* YOUR ASSIGNMENT:
Exactly the lines from the opening of the data through the line containing "second.record_disconnected();" should be reproduced, please, with nothing added.

Dataset records
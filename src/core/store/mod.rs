//! State store abstraction
//!
//! The controller persists proxy state through the `StateStore` trait so it
//! can run against a plain in-memory map in tests and against a JSON file on
//! disk in the binary. Writes are last-write-wins; there is no locking or
//! versioning across writers.

pub mod json_file;

pub use json_file::JsonFileStore;

use std::sync::Mutex;

use anyhow::Result;

use crate::core::proxy::state::PersistedState;

/// Persisted key-value state surviving restarts
pub trait StateStore: Send + Sync {
    /// Read the current state
    fn load(&self) -> Result<PersistedState>;

    /// Replace the stored state
    fn save(&self, state: &PersistedState) -> Result<()>;
}

/// In-memory store for tests and embedding
#[derive(Default)]
pub struct MemoryStore {
    state: Mutex<PersistedState>,
}

impl MemoryStore {
    pub fn new(state: PersistedState) -> Self {
        Self {
            state: Mutex::new(state),
        }
    }
}

impl StateStore for MemoryStore {
    fn load(&self) -> Result<PersistedState> {
        Ok(self
            .state
            .lock()
            .map_err(|_| anyhow::anyhow!("state store poisoned"))?
            .clone())
    }

    fn save(&self, state: &PersistedState) -> Result<()> {
        *self
            .state
            .lock()
            .map_err(|_| anyhow::anyhow!("state store poisoned"))? = state.clone();
        Ok(())
    }
}

#[cfg(test)]
mod tests {
    use super::*;
    use crate::core::proxy::descriptor::builtin_proxies;

    #[test]
    fn test_memory_store_round_trip() {
        let store = MemoryStore::default();
        let mut state = store.load().unwrap();
        assert!(!state.proxy_active);

        state.record_connected(builtin_proxies().remove(1));
        store.save(&state).unwrap();

        let reloaded = store.load().unwrap();
        assert!(reloaded.proxy_active);
        assert_eq!(reloaded.selected_proxy, state.selected_proxy);
    }

    #[test]
    fn test_memory_store_last_write_wins() {
        let store = MemoryStore::default();

        let mut first = store.load().unwrap();
        first.record_connected(builtin_proxies().remove(1));
        store.save(&first).unwrap();

        let mut second = store.load().unwrap();
        second.record_disconnected();
        store.save(&second).unwrap();

        let final_state = store.load().unwrap();
        assert!(!final_state.proxy_active);
        assert!(final_state.selected_proxy.is_none());
    }
}
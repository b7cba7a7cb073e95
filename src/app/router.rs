//! Request dispatch
//!
//! One exhaustive match per action. Validation and platform errors are
//! folded into the response envelope; nothing is thrown across the message
//! boundary.

use std::sync::Arc;

use serde_json::{json, Value};

use crate::core::proxy::{ProxyController, ProxyError};

use super::messages::{
    IpReport, OpOutcome, PageInfoReport, PageLoadReport, ProxyList, Request, Response, TestReport,
};
use super::observer::PageObserver;

/// Dispatches requests to the controller and the page observer
pub struct Router {
    controller: Arc<ProxyController>,
    observer: Arc<PageObserver>,
}

impl Router {
    pub fn new(controller: Arc<ProxyController>, observer: Arc<PageObserver>) -> Self {
        Self {
            controller,
            observer,
        }
    }

    pub fn controller(&self) -> &Arc<ProxyController> {
        &self.controller
    }

    /// Handle one request; always produces a response
    pub async fn dispatch(&self, request: Request) -> Response {
        tracing::debug!(target = "router", action = request.action(), "dispatching");

        match request {
            Request::SetProxy { proxy } => match self.controller.set_proxy(proxy).await {
                Ok(()) => Response::Outcome(OpOutcome::ok()),
                Err(e) => {
                    tracing::warn!(target = "router", category = e.category(), error = %e, "setProxy failed");
                    Response::Outcome(OpOutcome::err(e.to_string()))
                }
            },
            Request::ClearProxy => match self.controller.clear_proxy().await {
                Ok(()) => Response::Outcome(OpOutcome::ok()),
                Err(e) => {
                    tracing::warn!(target = "router", category = e.category(), error = %e, "clearProxy failed");
                    Response::Outcome(OpOutcome::err(e.to_string()))
                }
            },
            Request::GetProxyStatus => Response::Status(self.controller.status()),
            Request::FetchProxies => Response::Proxies(ProxyList {
                success: true,
                proxies: self.controller.fetch_proxies(),
            }),
            Request::GetCurrentIp => Response::Ip(IpReport {
                success: true,
                ip_info: self.controller.current_ip().await,
            }),
            Request::TestConnection => Response::Test(TestReport {
                success: true,
                result: self.controller.test_connection().await,
            }),
            Request::CheckPageLoad => Response::PageLoad(PageLoadReport {
                success: true,
                page_info: self.observer.check_page_load(),
            }),
            Request::GetPageInfo => Response::PageInfo(PageInfoReport {
                success: true,
                page_info: self.observer.page_info(),
            }),
            Request::IpCheckDetected { url, .. } => {
                tracing::info!(target = "router", url = %url, "IP check detected");
                Response::Outcome(OpOutcome::ok())
            }
            Request::ReportNetworkError { error } => {
                tracing::warn!(
                    target = "router",
                    message = %error.message,
                    url = %error.url,
                    "network error reported"
                );
                Response::Outcome(OpOutcome::ok())
            }
        }
    }

    /// Handle a raw JSON envelope.
    ///
    /// An unrecognized `action` (or malformed payload) yields the
    /// unknown-action response instead of an error.
    pub async fn dispatch_value(&self, value: Value) -> Value {
        let action = value
            .get("action")
            .and_then(Value::as_str)
            .unwrap_or_default()
            .to_string();
        match serde_json::from_value::<Request>(value) {
            Ok(request) => match serde_json::to_value(self.dispatch(request).await) {
                Ok(reply) => reply,
                Err(e) => {
                    tracing::error!(target = "router", error = %e, "response serialization failed");
                    json!({ "success": false, "error": "Internal error" })
                }
            },
            Err(e) => {
                let err = ProxyError::unknown_action(action);
                tracing::warn!(target = "router", category = err.category(), error = %e, "unknown action");
                json!({ "success": false, "error": err.to_string() })
            }
        }
    }
}
//! Platform proxy setting values and descriptor validation

use serde::{Deserialize, Serialize};

use super::descriptor::ProxyDescriptor;
use super::errors::ProxyError;

/// The configuration value applied to the platform's proxy settings.
///
/// Mirrors the two modes the controller ever applies: bypass any proxy, or
/// route everything through one explicit host/port.
#[derive(Debug, Clone, PartialEq, Eq, Serialize, Deserialize)]
#[serde(tag = "mode", rename_all = "snake_case")]
pub enum ProxySetting {
    /// Bypass any proxy
    Direct,
    /// Route all traffic through a single explicit proxy
    FixedServer {
        scheme: String,
        host: String,
        port: u16,
    },
}

impl ProxySetting {
    /// Build the platform setting for a descriptor, validating it.
    ///
    /// Validation order matches the controller contract: a missing IP is
    /// rejected first; direct descriptors skip the port check entirely;
    /// everything else requires a non-zero port.
    pub fn for_descriptor(descriptor: &ProxyDescriptor) -> Result<Self, ProxyError> {
        if descriptor.ip.is_empty() {
            return Err(ProxyError::config("Invalid proxy configuration"));
        }

        if descriptor.is_direct() {
            return Ok(ProxySetting::Direct);
        }

        if descriptor.port == 0 {
            return Err(ProxyError::config("Invalid proxy port"));
        }

        Ok(ProxySetting::FixedServer {
            scheme: descriptor.scheme().to_string(),
            host: descriptor.ip.clone(),
            port: descriptor.port,
        })
    }

    /// Whether this setting bypasses any proxy
    pub fn is_direct(&self) -> bool {
        matches!(self, ProxySetting::Direct)
    }
}

impl std::fmt::Display for ProxySetting {
    fn fmt(&self, f: &mut std::fmt::Formatter<'_>) -> std::fmt::Result {
        match self {
            ProxySetting::Direct => write!(f, "direct"),
            ProxySetting::FixedServer { scheme, host, port } => {
                write!(f, "{scheme}://{host}:{port}")
            }
        }
    }
}

#[cfg(test)]
mod tests {
    use super::*;

    fn descriptor(id: &str, ip: &str, port: u16) -> ProxyDescriptor {
        ProxyDescriptor {
            id: id.to_string(),
            ip: ip.to_string(),
            port,
            ..Default::default()
        }
    }

    #[test]
    fn test_missing_ip_rejected() {
        let err = ProxySetting::for_descriptor(&descriptor("demo", "", 8080)).unwrap_err();
        assert_eq!(err.category(), "config");
    }

    #[test]
    fn test_direct_by_id_skips_port_check() {
        let setting = ProxySetting::for_descriptor(&descriptor("direct", "DIRECT", 0)).unwrap();
        assert!(setting.is_direct());
    }

    #[test]
    fn test_direct_by_ip_sentinel() {
        let setting = ProxySetting::for_descriptor(&descriptor("odd", "DIRECT", 0)).unwrap();
        assert!(setting.is_direct());
    }

    #[test]
    fn test_missing_port_rejected() {
        let err = ProxySetting::for_descriptor(&descriptor("demo", "127.0.0.1", 0)).unwrap_err();
        assert!(err.to_string().contains("Invalid proxy port"));
    }

    #[test]
    fn test_fixed_server_defaults_scheme() {
        let setting = ProxySetting::for_descriptor(&descriptor("demo", "127.0.0.1", 8080)).unwrap();
        assert_eq!(
            setting,
            ProxySetting::FixedServer {
                scheme: "http".to_string(),
                host: "127.0.0.1".to_string(),
                port: 8080,
            }
        );
        assert_eq!(setting.to_string(), "http://127.0.0.1:8080");
    }

    #[test]
    fn test_explicit_protocol_preserved() {
        let mut d = descriptor("demo", "10.1.1.1", 1080);
        d.protocol = Some("socks5".to_string());
        let setting = ProxySetting::for_descriptor(&d).unwrap();
        assert_eq!(setting.to_string(), "socks5://10.1.1.1:1080");
    }
}
//! Platform proxy configuration binding
//!
//! The controller talks to the live proxy configuration through the
//! `ProxyPlatform` trait so it can be tested without touching real system
//! settings. `SystemProxyPlatform` applies settings to the OS: the Windows
//! registry, macOS `networksetup`, and the process environment elsewhere.

use async_trait::async_trait;

use super::errors::ProxyError;
use super::setting::ProxySetting;

/// Environment keys honored for proxy configuration
const ENV_KEYS: [&str; 6] = [
    "HTTPS_PROXY",
    "https_proxy",
    "HTTP_PROXY",
    "http_proxy",
    "ALL_PROXY",
    "all_proxy",
];

/// Live proxy configuration target.
///
/// `apply` is the single platform suspension point: callers await it and a
/// platform that never completes leaves the caller suspended (no timeout).
#[async_trait]
pub trait ProxyPlatform: Send + Sync {
    /// Apply the given setting to the live proxy configuration
    async fn apply(&self, setting: &ProxySetting) -> Result<(), ProxyError>;

    /// Platform name for logging
    fn name(&self) -> &str;
}

/// Applies proxy settings to the operating system
pub struct SystemProxyPlatform;

#[async_trait]
impl ProxyPlatform for SystemProxyPlatform {
    async fn apply(&self, setting: &ProxySetting) -> Result<(), ProxyError> {
        tracing::info!(target = "platform", setting = %setting, "applying proxy setting");

        #[cfg(target_os = "windows")]
        {
            Self::apply_windows(setting)
        }

        #[cfg(target_os = "macos")]
        {
            Self::apply_macos(setting)
        }

        #[cfg(not(any(target_os = "windows", target_os = "macos")))]
        {
            Self::apply_env(setting);
            Ok(())
        }
    }

    fn name(&self) -> &str {
        "system"
    }
}

impl SystemProxyPlatform {
    /// Detect an already-configured proxy from the environment.
    ///
    /// Returns the raw proxy URL of the first non-empty key, if any.
    pub fn detect_from_env() -> Option<String> {
        for key in ENV_KEYS {
            if let Ok(value) = std::env::var(key) {
                let trimmed = value.trim();
                if !trimmed.is_empty() {
                    return Some(trimmed.to_string());
                }
            }
        }
        None
    }

    /// Set or clear the proxy environment of the current process
    #[cfg(not(any(target_os = "windows", target_os = "macos")))]
    fn apply_env(setting: &ProxySetting) {
        match setting {
            ProxySetting::Direct => {
                for key in ENV_KEYS {
                    std::env::remove_var(key);
                }
                tracing::debug!(target = "platform", "proxy environment cleared");
            }
            ProxySetting::FixedServer { .. } => {
                let url = setting.to_string();
                for key in ENV_KEYS {
                    std::env::set_var(key, &url);
                }
                tracing::debug!(target = "platform", url = %url, "proxy environment set");
            }
        }
    }

    /// Write the proxy setting to the Internet Settings registry key
    #[cfg(target_os = "windows")]
    fn apply_windows(setting: &ProxySetting) -> Result<(), ProxyError> {
        use winreg::enums::HKEY_CURRENT_USER;
        use winreg::RegKey;

        let hkcu = RegKey::predef(HKEY_CURRENT_USER);
        let (key, _) = hkcu
            .create_subkey("Software\\Microsoft\\Windows\\CurrentVersion\\Internet Settings")
            .map_err(|e| ProxyError::platform(e.to_string()))?;

        match setting {
            ProxySetting::Direct => {
                key.set_value("ProxyEnable", &0u32)
                    .map_err(|e| ProxyError::platform(e.to_string()))?;
            }
            ProxySetting::FixedServer { host, port, .. } => {
                key.set_value("ProxyEnable", &1u32)
                    .map_err(|e| ProxyError::platform(e.to_string()))?;
                key.set_value("ProxyServer", &format!("{host}:{port}"))
                    .map_err(|e| ProxyError::platform(e.to_string()))?;
            }
        }
        Ok(())
    }

    /// Drive `networksetup` for the primary network service
    #[cfg(target_os = "macos")]
    fn apply_macos(setting: &ProxySetting) -> Result<(), ProxyError> {
        use std::process::Command;

        let service = "Wi-Fi";
        let status = match setting {
            ProxySetting::Direct => Command::new("networksetup")
                .args(["-setwebproxystate", service, "off"])
                .status(),
            ProxySetting::FixedServer { host, port, .. } => Command::new("networksetup")
                .args(["-setwebproxy", service, host, &port.to_string()])
                .status(),
        }
        .map_err(|e| ProxyError::platform(e.to_string()))?;

        if !status.success() {
            return Err(ProxyError::platform(format!(
                "networksetup exited with {status}"
            )));
        }
        Ok(())
    }
}

/// Platform binding that accepts every setting without touching the OS.
///
/// Useful for embedding the controller where no live configuration target
/// exists (and as a safe default in demos).
pub struct NullPlatform;

#[async_trait]
impl ProxyPlatform for NullPlatform {
    async fn apply(&self, setting: &ProxySetting) -> Result<(), ProxyError> {
        tracing::debug!(target = "platform", setting = %setting, "null platform: setting accepted");
        Ok(())
    }

    fn name(&self) -> &str {
        "null"
    }
}
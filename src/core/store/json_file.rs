//! JSON file backed state store

use std::fs;
use std::io::Write;
use std::path::{Path, PathBuf};

use anyhow::{Context, Result};
use dirs_next as dirs;

use super::StateStore;
use crate::core::proxy::state::PersistedState;

/// Application identifier used for the default state location
const APP_DIR: &str = "proxy-switchboard";

fn join_default_path(base: &Path) -> PathBuf {
    let mut p = base.to_path_buf();
    p.push("state");
    p.push("state.json");
    p
}

/// State store persisting a single pretty-printed JSON document.
///
/// The document is a flat object whose keys are the persisted key space
/// (`proxyActive`, `selectedProxy`, `lastError`, `lastConnected`,
/// `lastDisconnected`, `installDate`).
pub struct JsonFileStore {
    path: PathBuf,
}

impl JsonFileStore {
    /// Store at an explicit file path
    pub fn at_path(path: impl Into<PathBuf>) -> Self {
        Self { path: path.into() }
    }

    /// Store under a base directory (`<base>/state/state.json`)
    pub fn at_base_dir(base: &Path) -> Self {
        Self {
            path: join_default_path(base),
        }
    }

    /// Store at the platform default location.
    ///
    /// Windows: `%APPDATA%\proxy-switchboard`,
    /// macOS: `~/Library/Application Support/proxy-switchboard`,
    /// Linux: `~/.config/proxy-switchboard`. Falls back to the current
    /// directory only when no config dir can be resolved.
    pub fn default_location() -> Self {
        let base = dirs::config_dir()
            .map(|mut dir| {
                dir.push(APP_DIR);
                dir
            })
            .unwrap_or_else(|| {
                std::env::current_dir().unwrap_or_else(|_| PathBuf::from("."))
            });
        Self::at_base_dir(&base)
    }

    /// Path of the backing file
    pub fn path(&self) -> &Path {
        &self.path
    }

    /// Load the stored state, seeding the initial state on first run.
    ///
    /// The seeded state stamps `installDate`, so callers can tell a fresh
    /// install from a restart.
    pub fn load_or_init(&self) -> Result<PersistedState> {
        if self.path.exists() {
            self.load()
        } else {
            let state = PersistedState::initial();
            self.save(&state)?;
            tracing::info!(target = "store", path = %self.path.display(), "state initialized");
            Ok(state)
        }
    }
}

impl StateStore for JsonFileStore {
    fn load(&self) -> Result<PersistedState> {
        let data = fs::read(&self.path)
            .with_context(|| format!("read state: {}", self.path.display()))?;
        let state: PersistedState =
            serde_json::from_slice(&data).context("parse state json")?;
        Ok(state)
    }

    fn save(&self, state: &PersistedState) -> Result<()> {
        if let Some(dir) = self.path.parent() {
            fs::create_dir_all(dir).ok();
        }
        let json = serde_json::to_string_pretty(state).context("serialize state")?;
        let mut f = fs::File::create(&self.path)
            .with_context(|| format!("create state: {}", self.path.display()))?;
        f.write_all(json.as_bytes()).context("write state")?;
        tracing::debug!(target = "store", path = %self.path.display(), "state saved");
        Ok(())
    }
}
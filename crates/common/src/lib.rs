//! Common utilities and shared types for likeboard.
//!
//! This crate provides foundational components used across all likeboard crates:
//!
//! - **Configuration**: Application settings via [`Config`]
//! - **Error handling**: Unified error types via [`AppError`] and [`AppResult`]
//!
//! # Example
//!
//! ```no_run
//! use likeboard_common::{AppResult, Config};
//!
//! fn example() -> AppResult<()> {
//!     let config = Config::load()?;
//!     println!("Listening on port {}", config.server.port);
//!     Ok(())
//! }
//! ```

pub mod config;
pub mod error;

pub use config::{Config, LikeScope, LogFormat};
pub use error::{AppError, AppResult};
//! Application configuration.

use serde::Deserialize;
use std::path::Path;
use validator::{Validate, ValidationError};

/// Environment variable selecting the configuration profile.
pub const ENV_VAR: &str = "LIKEBOARD_ENV";

/// Prefix for configuration overrides from the environment.
pub const ENV_PREFIX: &str = "LIKEBOARD";

/// Application configuration.
#[derive(Debug, Clone, Deserialize, Validate)]
pub struct Config {
    /// Server configuration.
    #[validate(nested)]
    pub server: ServerConfig,
    /// Database configuration.
    #[validate(nested)]
    pub database: DatabaseConfig,
    /// JWT configuration.
    #[validate(nested)]
    pub jwt: JwtConfig,
    /// Like feature configuration.
    #[serde(default)]
    pub likes: LikesConfig,
    /// Logging configuration.
    #[serde(default)]
    pub logging: LoggingConfig,
}

/// Server configuration.
#[derive(Debug, Clone, Deserialize, Validate)]
pub struct ServerConfig {
    /// Host to bind to.
    #[serde(default = "default_host")]
    pub host: String,
    /// Port to bind to.
    #[serde(default = "default_port")]
    #[validate(range(min = 1))]
    pub port: u16,
    /// Origins allowed by CORS. Empty allows any origin.
    #[serde(default = "default_cors_origins")]
    pub cors_origins: Vec<String>,
}

/// Database connection configuration.
#[derive(Debug, Clone, Deserialize, Validate)]
#[validate(schema(function = "validate_pool_bounds"))]
pub struct DatabaseConfig {
    /// Connection URL (`postgres://...` or `sqlite:...`).
    #[validate(length(min = 1))]
    pub url: String,
    /// Maximum number of connections in the pool.
    #[serde(default = "default_max_connections")]
    #[validate(range(min = 1))]
    pub max_connections: u32,
    /// Minimum number of connections in the pool.
    #[serde(default = "default_min_connections")]
    pub min_connections: u32,
    /// Log every SQL statement at debug level.
    #[serde(default)]
    pub sql_logging: bool,
}

/// JWT signing and lifetime configuration.
#[derive(Debug, Clone, Deserialize, Validate)]
pub struct JwtConfig {
    /// HMAC secret used to sign and verify tokens.
    #[validate(length(min = 16, message = "jwt secret must be at least 16 bytes"))]
    pub secret: String,
    /// Access token lifetime in seconds.
    #[serde(default = "default_access_token_ttl")]
    #[validate(range(min = 60))]
    pub access_token_ttl_secs: i64,
    /// Refresh token lifetime in seconds.
    #[serde(default = "default_refresh_token_ttl")]
    #[validate(range(min = 60))]
    pub refresh_token_ttl_secs: i64,
    /// Clock skew tolerated when checking `exp`.
    #[serde(default = "default_leeway")]
    pub leeway_secs: u64,
}

/// Which uniqueness rule governs likes.
#[derive(Debug, Clone, Copy, Default, PartialEq, Eq, Deserialize)]
#[serde(rename_all = "snake_case")]
pub enum LikeScope {
    /// A post carries at most one like in total.
    #[default]
    Post,
    /// Each user may like a given post at most once.
    UserPost,
}

/// Like feature configuration.
#[derive(Debug, Clone, Default, Deserialize)]
pub struct LikesConfig {
    /// Uniqueness rule applied to the likes table.
    #[serde(default)]
    pub scope: LikeScope,
}

/// Log output format.
#[derive(Debug, Clone, Copy, Default, PartialEq, Eq, Deserialize)]
#[serde(rename_all = "lowercase")]
pub enum LogFormat {
    /// Human readable output.
    #[default]
    Pretty,
    /// One JSON object per line.
    Json,
}

/// Logging configuration.
#[derive(Debug, Clone, Deserialize)]
pub struct LoggingConfig {
    /// `EnvFilter` directives, overridden by `RUST_LOG`.
    #[serde(default = "default_log_filter")]
    pub filter: String,
    /// Output format.
    #[serde(default)]
    pub format: LogFormat,
}

impl Default for LoggingConfig {
    fn default() -> Self {
        Self {
            filter: default_log_filter(),
            format: LogFormat::default(),
        }
    }
}

fn default_host() -> String {
    "0.0.0.0".to_string()
}

const fn default_port() -> u16 {
    5000
}

fn default_cors_origins() -> Vec<String> {
    vec![
        "http://localhost:5000".to_string(),
        "http://127.0.0.1:5000".to_string(),
    ]
}

const fn default_max_connections() -> u32 {
    10
}

const fn default_min_connections() -> u32 {
    1
}

const fn default_access_token_ttl() -> i64 {
    60 * 60
}

const fn default_refresh_token_ttl() -> i64 {
    30 * 24 * 60 * 60
}

const fn default_leeway() -> u64 {
    60
}

fn default_log_filter() -> String {
    "likeboard=info,tower_http=info,sea_orm=warn".to_string()
}

fn validate_pool_bounds(db: &DatabaseConfig) -> Result<(), ValidationError> {
    if db.min_connections > db.max_connections {
        return Err(ValidationError::new("min_connections_exceeds_max"));
    }
    Ok(())
}

impl Config {
    /// Load configuration from files and environment variables.
    ///
    /// A `.env` file in the working directory is read first if present.
    /// Configuration is then loaded in the following order:
    /// 1. `config/default.toml`
    /// 2. `config/{environment}.toml` (based on `LIKEBOARD_ENV`)
    /// 3. Environment variables with `LIKEBOARD__` prefix
    pub fn load() -> Result<Self, config::ConfigError> {
        dotenvy::dotenv().ok();

        let env = Self::environment();

        let config = config::Config::builder()
            .add_source(config::File::with_name("config/default").required(false))
            .add_source(config::File::with_name(&format!("config/{env}")).required(false))
            .add_source(
                config::Environment::with_prefix(ENV_PREFIX)
                    .prefix_separator("__")
                    .separator("__")
                    .list_separator(",")
                    .with_list_parse_key("server.cors_origins")
                    .try_parsing(true),
            )
            .build()?;

        Self::finish(config)
    }

    /// Load configuration from a specific file.
    pub fn from_file<P: AsRef<Path>>(path: P) -> Result<Self, config::ConfigError> {
        let config = config::Config::builder()
            .add_source(config::File::from(path.as_ref()))
            .add_source(
                config::Environment::with_prefix(ENV_PREFIX)
                    .prefix_separator("__")
                    .separator("__")
                    .try_parsing(true),
            )
            .build()?;

        Self::finish(config)
    }

    /// Name of the active configuration profile.
    #[must_use]
    pub fn environment() -> String {
        std::env::var(ENV_VAR).unwrap_or_else(|_| "development".to_string())
    }

    fn finish(config: config::Config) -> Result<Self, config::ConfigError> {
        let config: Self = config.try_deserialize()?;
        config
            .validate()
            .map_err(|e| config::ConfigError::Message(e.to_string()))?;
        Ok(config)
    }
}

* ANSWER SECTION:
filename src/core/store/mod.rs
//! State store abstraction
//!
//! The controller persists proxy state through the `StateStore` trait so it
//! can run against a plain in-memory map in tests and against a JSON file on
//! disk in the binary. Writes are last-write-wins; there is no locking or
//! versioning across writers.

pub mod json_file;

pub use json_file::JsonFileStore;

use std::sync::Mutex;

use anyhow::Result;

use crate::core::proxy::state::PersistedState;

/// Persisted key-value state surviving restarts
pub trait StateStore: Send + Sync {
    /// Read the current state
    fn load(&self) -> Result<PersistedState>;

    /// Replace the stored state
    fn save(&self, state: &PersistedState) -> Result<()>;
}

/// In-memory store for tests and embedding
#[derive(Default)]
pub struct MemoryStore {
    state: Mutex<PersistedState>,
}

impl MemoryStore {
    pub fn new(state: PersistedState) -> Self {
        Self {
            state: Mutex::new(state),
        }
    }
}

impl StateStore for MemoryStore {
    fn load(&self) -> Result<PersistedState> {
        Ok(self
            .state
            .lock()
            .map_err(|_| anyhow::anyhow!("state store poisoned"))?
            .clone())
    }

    fn save(&self, state: &PersistedState) -> Result<()> {
        *self
            .state
            .lock()
            .map_err(|_| anyhow::anyhow!("state store poisoned"))? = state.clone();
        Ok(())
    }
}

#[cfg(test)]
mod tests {
    use super::*;
    use crate::core::proxy::descriptor::builtin_proxies;

    #[test]
    fn test_memory_store_round_trip() {
        let store = MemoryStore::default();
        let mut state = store.load().unwrap();
        assert!(!state.proxy_active);

        state.record_connected(builtin_proxies().remove(1));
        store.save(&state).unwrap();

        let reloaded = store.load().unwrap();
        assert!(reloaded.proxy_active);
        assert_eq!(reloaded.selected_proxy, state.selected_proxy);
    }

    #[test]
    fn test_memory_store_last_write_wins() {
        let store = MemoryStore::default();

        let mut first = store.load().unwrap();
        first.record_connected(builtin_proxies().remove(1));
        store.save(&first).unwrap();

        let mut second = store.load().unwrap();
        second.record_disconnected();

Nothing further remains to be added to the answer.